» Directions for this task: Would you print the records as they stand, down to the last character?
+++
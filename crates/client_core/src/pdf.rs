use lopdf::Document;

use crate::error::ClientError;

/// Counts the pages of a PDF held in memory.
pub fn count_pages(bytes: &[u8]) -> Result<u32, ClientError> {
    let document =
        Document::load_mem(bytes).map_err(|err| ClientError::Document(err.to_string()))?;
    u32::try_from(document.get_pages().len())
        .map_err(|_| ClientError::Document("page count out of range".to_string()))
}

#[cfg(test)]
pub(crate) fn sample_pdf(pages: usize) -> Vec<u8> {
    use lopdf::{dictionary, Object};

    let mut doc = Document::with_version("1.5");
    let pages_id = doc.new_object_id();
    let kids: Vec<Object> = (0..pages)
        .map(|_| {
            doc.add_object(dictionary! {
                "Type" => "Page",
                "Parent" => pages_id,
                "MediaBox" => vec![
                    Object::Integer(0),
                    Object::Integer(0),
                    Object::Integer(595),
                    Object::Integer(842),
                ],
            })
            .into()
        })
        .collect();
    doc.objects.insert(
        pages_id,
        Object::Dictionary(dictionary! {
            "Type" => "Pages",
            "Kids" => kids,
            "Count" => pages as i64,
        }),
    );
    let catalog_id = doc.add_object(dictionary! {
        "Type" => "Catalog",
        "Pages" => pages_id,
    });
    doc.trailer.set("Root", catalog_id);

    let mut bytes = Vec::new();
    doc.save_to(&mut bytes).expect("serialize pdf");
    bytes
}

#[cfg(test)]
mod tests {
    use super::*;

    #[test]
    fn counts_pages_of_generated_pdf() {
        assert_eq!(count_pages(&sample_pdf(4)).expect("count"), 4);
    }

    #[test]
    fn rejects_non_pdf_bytes() {
        let err = count_pages(b"not a pdf").expect_err("garbage");
        assert!(matches!(err, ClientError::Document(_)));
    }
}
+++
» Exercise output:
filename crates/client_core/src/pdf.rs
use lopdf::Document;

use crate::error::ClientError;

/// Counts the pages of a PDF held in memory.
pub fn count_pages(bytes: &[u8]) -> Result<u32, ClientError> {
    let document =
        Document::load_mem(bytes).map_err(|err| ClientError::Document(err.to_string()))?;
    u32::try_from(document.get_pages().len())
        .map_err(|_| ClientError::Document("page count out of range".to_string()))
}

#[cfg(test)]
pub(crate) fn sample_pdf(pages: usize) -> Vec<u8> {
    use lopdf::{dictionary, Object};

    let mut doc = Document::with_version("1.5");
    let pages_id = doc.new_object_id();
    let kids: Vec<Object> = (0..pages)
        .map(|_| {
            doc.add_object(dictionary! {
                "Type" => "Page",
                "Parent" => pages_id,
                "MediaBox" => vec![
                    Object::Integer(0),
                    Object::Integer(0),
                    Object::Integer(595),
                    Object::Integer(842),
                ],
            })
            .into()
        })
        .collect();
    doc.objects.insert(
        pages_id,
        Object::Dictionary(dictionary! {
            "Type" => "Pages",
            "Kids" => kids,
            "Count" => pages as i64,
        }),
    );
    let catalog_id = doc.add_object(dictionary! {
        "Type" => "Catalog",
        "Pages" => pages_id,
    });
    doc.trailer.set("Root", catalog_id);

    let mut bytes = Vec::new();
    doc.save_to(&mut bytes).expect("serialize pdf");
    bytes
}

#[cfg(test)]
mod tests {
    use super::*;

    #[test]
    fn counts_pages_of_generated_pdf() {
        assert_eq!(count_pages(&sample_pdf(4)).expect("count"), 4);
    }

    #[test]
    fn rejects_non_pdf_bytes() {
        let err = count_pages(b"not a pdf").expect_err("garbage");
        assert!(matches!(err, ClientError::Document(_)));
    }
}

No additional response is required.